▶ [TASK GOAL]: Give back only the line containing "if vectors.len() != sentences.len()" and every line after it through the end of the data below, transcribed exactly.

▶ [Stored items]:

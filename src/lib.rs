//! Sentence Embedding Server Library
//!
//! HTTP service exposing all-MiniLM-L6-v2 sentence embeddings in two
//! response formats: plain feature extraction and Semantic Kernel.

pub mod models;
#[cfg(feature = "onnx")]
pub mod onnx;
pub mod protocol;
pub mod server;

// Re-exports
pub use models::{Embedding, EmbeddingError, EmbeddingManager, SentenceEncoder};
pub use protocol::{EmbedInputs, SemanticKernelResponse};
pub use server::{start_hyper_http_server, EmbeddingServer, ServerConfig};
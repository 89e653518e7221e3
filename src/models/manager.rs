//! Embedding Manager
//!
//! Runs the shared encoder over a request's sentences and reshapes the output
//! into the response contracts of the two embedding endpoints.

use std::sync::Arc;
use tracing::debug;

use crate::models::{Embedding, EmbeddingError, EmbeddingResult, ModelInfo, SentenceEncoder};
use crate::protocol::http::{EmbedInputs, SemanticKernelResponse};

/// Front end over the process-wide encoder
#[derive(Clone)]
pub struct EmbeddingManager {
    encoder: Arc<dyn SentenceEncoder>,
}

impl EmbeddingManager {
    pub fn new(encoder: Arc<dyn SentenceEncoder>) -> Self {
        Self { encoder }
    }

    /// Information about the loaded model
    pub fn model_info(&self) -> &ModelInfo {
        self.encoder.info()
    }

    /// One vector per input sentence, in input order
    pub async fn generate_embeddings(&self, inputs: &EmbedInputs) -> EmbeddingResult<Vec<Embedding>> {
        debug!("Receiving input sentences");
        let vectors = self.encode(&inputs.inputs).await?;
        debug!("Returning embedding vectors");
        Ok(vectors)
    }

    /// Same vectors as [`generate_embeddings`](Self::generate_embeddings),
    /// wrapped as `{"data": [{"embedding": [...]}, ...]}`
    pub async fn generate_embeddings_wrapped(
        &self,
        inputs: &EmbedInputs,
    ) -> EmbeddingResult<SemanticKernelResponse> {
        debug!("Receiving input sentences");
        let vectors = self.encode(&inputs.inputs).await?;
        debug!("Returning embedding vectors");
        Ok(SemanticKernelResponse::from_embeddings(vectors))
    }

    /// Encode and check that the encoder kept one vector per sentence
    async fn encode(&self, sentences: &[String]) -> EmbeddingResult<Vec<Embedding>> {
        let vectors = self.encoder.encode(sentences).await?;

        if vectors.len() != sentences.len() {
            return Err(EmbeddingError::EmbeddingFailed {
                error: format!(
                    "Encoder returned {} vectors for {} sentences",
                    vectors.len(),
                    sentences.len()
                ),
            });
        }

        Ok(vectors)
    }
}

▶ [ANSWER BELOW]:
        if vectors.len() != sentences.len() {
            return Err(EmbeddingError::EmbeddingFailed {
                error: format!(
                    "Encoder returned {} vectors for {} sentences",
                    vectors.len(),
                    sentences.len()
                ),
            });
        }

        Ok(vectors)
    }
}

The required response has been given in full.